[Saved data entries]
● ● ● ● ●
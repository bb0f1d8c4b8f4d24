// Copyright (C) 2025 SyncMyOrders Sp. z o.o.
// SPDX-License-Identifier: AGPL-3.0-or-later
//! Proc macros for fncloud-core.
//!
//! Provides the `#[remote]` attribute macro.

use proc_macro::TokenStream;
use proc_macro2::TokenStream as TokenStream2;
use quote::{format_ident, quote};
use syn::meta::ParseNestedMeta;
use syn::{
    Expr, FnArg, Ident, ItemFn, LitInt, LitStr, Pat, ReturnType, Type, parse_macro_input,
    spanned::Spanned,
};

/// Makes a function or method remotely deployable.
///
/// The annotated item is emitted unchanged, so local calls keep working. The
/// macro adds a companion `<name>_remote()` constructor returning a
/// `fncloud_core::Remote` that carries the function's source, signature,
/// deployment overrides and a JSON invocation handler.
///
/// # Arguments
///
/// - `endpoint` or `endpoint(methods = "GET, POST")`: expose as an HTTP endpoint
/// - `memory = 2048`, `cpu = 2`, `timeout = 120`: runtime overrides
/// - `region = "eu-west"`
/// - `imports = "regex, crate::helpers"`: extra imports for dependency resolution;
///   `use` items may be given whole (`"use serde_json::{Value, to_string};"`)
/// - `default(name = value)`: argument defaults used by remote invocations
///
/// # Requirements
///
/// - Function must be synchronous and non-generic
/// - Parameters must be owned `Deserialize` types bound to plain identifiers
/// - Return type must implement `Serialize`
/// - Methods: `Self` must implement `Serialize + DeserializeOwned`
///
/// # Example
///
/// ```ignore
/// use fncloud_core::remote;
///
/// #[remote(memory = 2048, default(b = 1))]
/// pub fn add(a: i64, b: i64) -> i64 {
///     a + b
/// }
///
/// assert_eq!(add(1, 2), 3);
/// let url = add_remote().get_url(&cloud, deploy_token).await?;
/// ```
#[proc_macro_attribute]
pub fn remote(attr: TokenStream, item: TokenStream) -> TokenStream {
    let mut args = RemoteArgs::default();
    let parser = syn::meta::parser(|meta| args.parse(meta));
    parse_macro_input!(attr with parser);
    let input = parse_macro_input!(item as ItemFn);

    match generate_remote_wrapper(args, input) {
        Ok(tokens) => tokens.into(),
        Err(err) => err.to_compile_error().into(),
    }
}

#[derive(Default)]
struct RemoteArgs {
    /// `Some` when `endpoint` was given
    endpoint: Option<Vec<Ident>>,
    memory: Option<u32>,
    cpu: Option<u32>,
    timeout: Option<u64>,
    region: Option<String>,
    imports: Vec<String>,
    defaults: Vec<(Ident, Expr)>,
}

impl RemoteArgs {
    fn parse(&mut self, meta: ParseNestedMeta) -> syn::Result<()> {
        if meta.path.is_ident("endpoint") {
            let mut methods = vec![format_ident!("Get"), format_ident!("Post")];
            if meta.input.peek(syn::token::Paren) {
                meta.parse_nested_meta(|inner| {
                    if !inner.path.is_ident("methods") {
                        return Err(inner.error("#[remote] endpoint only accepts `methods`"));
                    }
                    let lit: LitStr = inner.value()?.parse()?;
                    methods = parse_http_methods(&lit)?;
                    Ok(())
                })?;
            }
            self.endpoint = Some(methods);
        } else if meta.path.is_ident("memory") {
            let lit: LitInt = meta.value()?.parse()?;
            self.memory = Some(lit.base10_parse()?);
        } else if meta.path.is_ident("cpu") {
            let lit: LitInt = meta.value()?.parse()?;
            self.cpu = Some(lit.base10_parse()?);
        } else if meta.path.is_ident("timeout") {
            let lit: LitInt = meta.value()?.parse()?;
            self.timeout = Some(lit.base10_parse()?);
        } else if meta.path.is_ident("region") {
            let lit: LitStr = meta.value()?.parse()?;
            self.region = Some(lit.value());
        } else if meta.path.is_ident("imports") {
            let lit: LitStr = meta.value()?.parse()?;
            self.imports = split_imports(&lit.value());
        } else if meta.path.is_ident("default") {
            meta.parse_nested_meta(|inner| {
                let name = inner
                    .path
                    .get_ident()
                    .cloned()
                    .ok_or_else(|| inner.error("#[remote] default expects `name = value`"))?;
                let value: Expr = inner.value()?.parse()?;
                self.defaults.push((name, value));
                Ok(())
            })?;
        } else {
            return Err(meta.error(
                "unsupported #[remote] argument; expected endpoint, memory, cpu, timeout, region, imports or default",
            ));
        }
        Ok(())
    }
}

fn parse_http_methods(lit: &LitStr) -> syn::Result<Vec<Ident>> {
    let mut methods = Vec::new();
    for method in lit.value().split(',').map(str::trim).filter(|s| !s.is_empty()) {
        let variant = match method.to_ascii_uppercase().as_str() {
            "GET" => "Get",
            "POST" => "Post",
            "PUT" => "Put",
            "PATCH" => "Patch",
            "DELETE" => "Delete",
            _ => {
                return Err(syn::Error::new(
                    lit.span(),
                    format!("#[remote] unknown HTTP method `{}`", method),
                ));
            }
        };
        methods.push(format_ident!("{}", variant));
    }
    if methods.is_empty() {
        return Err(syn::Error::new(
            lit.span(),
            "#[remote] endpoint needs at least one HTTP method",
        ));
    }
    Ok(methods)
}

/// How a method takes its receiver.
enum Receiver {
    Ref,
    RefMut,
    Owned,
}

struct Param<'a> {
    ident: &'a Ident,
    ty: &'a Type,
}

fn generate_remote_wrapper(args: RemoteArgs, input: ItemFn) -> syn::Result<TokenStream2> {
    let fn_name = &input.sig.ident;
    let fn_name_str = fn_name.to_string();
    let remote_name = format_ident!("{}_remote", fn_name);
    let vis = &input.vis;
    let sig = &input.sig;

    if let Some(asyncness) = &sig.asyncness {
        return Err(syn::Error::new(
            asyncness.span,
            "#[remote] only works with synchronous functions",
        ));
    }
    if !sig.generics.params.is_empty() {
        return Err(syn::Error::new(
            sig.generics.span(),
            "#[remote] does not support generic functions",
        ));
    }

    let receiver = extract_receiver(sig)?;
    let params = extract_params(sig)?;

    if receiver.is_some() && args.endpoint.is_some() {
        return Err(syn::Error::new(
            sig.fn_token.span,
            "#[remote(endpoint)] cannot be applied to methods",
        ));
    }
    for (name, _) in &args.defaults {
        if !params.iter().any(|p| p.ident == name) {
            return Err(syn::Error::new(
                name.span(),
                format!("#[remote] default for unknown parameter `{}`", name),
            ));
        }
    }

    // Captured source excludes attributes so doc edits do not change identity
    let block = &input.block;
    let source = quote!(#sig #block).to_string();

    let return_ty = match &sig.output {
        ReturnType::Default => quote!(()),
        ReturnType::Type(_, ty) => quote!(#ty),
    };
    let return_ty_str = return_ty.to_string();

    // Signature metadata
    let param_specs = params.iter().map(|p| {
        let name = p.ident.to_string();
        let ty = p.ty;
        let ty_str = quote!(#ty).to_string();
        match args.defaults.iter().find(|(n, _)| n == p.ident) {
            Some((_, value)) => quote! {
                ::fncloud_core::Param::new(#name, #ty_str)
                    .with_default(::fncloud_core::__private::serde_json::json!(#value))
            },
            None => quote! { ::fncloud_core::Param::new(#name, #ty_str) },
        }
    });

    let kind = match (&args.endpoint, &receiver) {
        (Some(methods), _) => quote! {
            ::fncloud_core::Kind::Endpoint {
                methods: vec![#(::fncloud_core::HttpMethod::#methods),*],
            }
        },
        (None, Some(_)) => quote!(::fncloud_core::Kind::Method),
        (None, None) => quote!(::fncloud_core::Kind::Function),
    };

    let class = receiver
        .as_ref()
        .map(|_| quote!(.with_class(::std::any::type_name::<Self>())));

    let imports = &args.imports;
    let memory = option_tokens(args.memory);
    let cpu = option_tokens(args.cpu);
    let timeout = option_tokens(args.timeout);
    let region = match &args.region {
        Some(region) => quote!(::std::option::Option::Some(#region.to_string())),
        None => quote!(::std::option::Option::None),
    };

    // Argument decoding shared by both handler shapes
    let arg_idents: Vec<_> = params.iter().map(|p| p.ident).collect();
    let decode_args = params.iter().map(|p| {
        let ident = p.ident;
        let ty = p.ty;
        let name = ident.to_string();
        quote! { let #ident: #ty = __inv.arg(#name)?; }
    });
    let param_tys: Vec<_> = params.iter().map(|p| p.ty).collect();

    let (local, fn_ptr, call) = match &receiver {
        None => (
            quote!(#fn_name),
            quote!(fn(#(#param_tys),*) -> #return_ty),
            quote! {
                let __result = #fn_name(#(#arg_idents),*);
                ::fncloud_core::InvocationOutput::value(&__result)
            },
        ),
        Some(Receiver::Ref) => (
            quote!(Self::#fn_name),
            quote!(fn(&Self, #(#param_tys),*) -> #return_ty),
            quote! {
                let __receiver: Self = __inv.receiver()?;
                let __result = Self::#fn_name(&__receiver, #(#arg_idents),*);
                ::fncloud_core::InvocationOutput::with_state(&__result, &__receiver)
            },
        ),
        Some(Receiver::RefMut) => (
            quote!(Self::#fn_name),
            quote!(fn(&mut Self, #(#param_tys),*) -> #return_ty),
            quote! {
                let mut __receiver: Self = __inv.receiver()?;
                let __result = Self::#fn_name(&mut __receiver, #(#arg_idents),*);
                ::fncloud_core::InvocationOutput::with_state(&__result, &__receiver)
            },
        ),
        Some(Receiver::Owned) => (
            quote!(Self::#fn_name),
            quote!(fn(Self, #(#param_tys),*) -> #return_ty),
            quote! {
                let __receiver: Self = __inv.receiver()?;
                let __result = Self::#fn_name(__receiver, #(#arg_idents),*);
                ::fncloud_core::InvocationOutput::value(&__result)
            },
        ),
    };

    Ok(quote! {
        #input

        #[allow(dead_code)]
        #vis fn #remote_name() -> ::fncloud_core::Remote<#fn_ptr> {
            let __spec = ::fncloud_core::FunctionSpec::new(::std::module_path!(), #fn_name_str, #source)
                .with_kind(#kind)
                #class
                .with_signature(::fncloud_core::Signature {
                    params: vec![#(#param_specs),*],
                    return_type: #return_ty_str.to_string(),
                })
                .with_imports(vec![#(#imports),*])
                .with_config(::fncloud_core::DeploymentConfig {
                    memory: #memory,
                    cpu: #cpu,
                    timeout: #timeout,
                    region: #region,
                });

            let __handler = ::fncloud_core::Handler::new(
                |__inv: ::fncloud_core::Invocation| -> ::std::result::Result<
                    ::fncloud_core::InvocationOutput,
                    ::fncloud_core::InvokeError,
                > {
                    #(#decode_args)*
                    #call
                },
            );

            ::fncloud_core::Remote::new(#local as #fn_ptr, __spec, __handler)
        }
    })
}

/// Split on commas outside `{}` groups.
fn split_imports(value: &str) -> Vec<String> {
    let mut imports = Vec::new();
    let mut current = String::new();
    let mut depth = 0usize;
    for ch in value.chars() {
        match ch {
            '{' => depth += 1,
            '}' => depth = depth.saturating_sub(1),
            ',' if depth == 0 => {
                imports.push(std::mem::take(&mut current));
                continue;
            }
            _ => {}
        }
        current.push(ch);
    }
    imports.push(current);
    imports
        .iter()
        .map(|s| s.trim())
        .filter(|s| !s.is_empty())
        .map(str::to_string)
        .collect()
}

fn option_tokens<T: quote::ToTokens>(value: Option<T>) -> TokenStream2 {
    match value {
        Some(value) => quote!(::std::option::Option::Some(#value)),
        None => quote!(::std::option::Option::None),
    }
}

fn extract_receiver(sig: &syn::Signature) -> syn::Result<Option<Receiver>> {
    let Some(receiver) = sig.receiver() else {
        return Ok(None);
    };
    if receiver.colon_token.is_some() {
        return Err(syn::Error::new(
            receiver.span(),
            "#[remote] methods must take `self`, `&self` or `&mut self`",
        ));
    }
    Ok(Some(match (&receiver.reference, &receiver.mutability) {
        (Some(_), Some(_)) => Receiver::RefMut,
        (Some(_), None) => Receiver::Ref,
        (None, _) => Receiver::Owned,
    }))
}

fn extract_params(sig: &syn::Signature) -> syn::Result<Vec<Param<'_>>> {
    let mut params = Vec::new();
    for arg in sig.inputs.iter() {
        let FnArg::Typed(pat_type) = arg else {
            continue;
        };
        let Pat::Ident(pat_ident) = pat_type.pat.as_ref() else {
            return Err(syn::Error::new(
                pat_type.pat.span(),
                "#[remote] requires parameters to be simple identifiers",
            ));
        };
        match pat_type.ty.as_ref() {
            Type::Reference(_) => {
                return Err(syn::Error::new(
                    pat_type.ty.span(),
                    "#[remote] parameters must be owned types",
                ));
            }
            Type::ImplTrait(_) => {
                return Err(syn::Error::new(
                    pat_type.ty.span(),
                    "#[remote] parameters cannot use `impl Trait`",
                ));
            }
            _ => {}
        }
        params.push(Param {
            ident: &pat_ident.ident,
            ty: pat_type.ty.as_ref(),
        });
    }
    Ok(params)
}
● ● ● ● ●
| WHAT YOU SHOULD DO |
Scan the data above for the string "RemoteArgs" and copy each line where it appears.

| EXERCISE ANSWER |
    let mut args = RemoteArgs::default();
struct RemoteArgs {
impl RemoteArgs {
fn generate_remote_wrapper(args: RemoteArgs, input: ItemFn) -> syn::Result<TokenStream2> {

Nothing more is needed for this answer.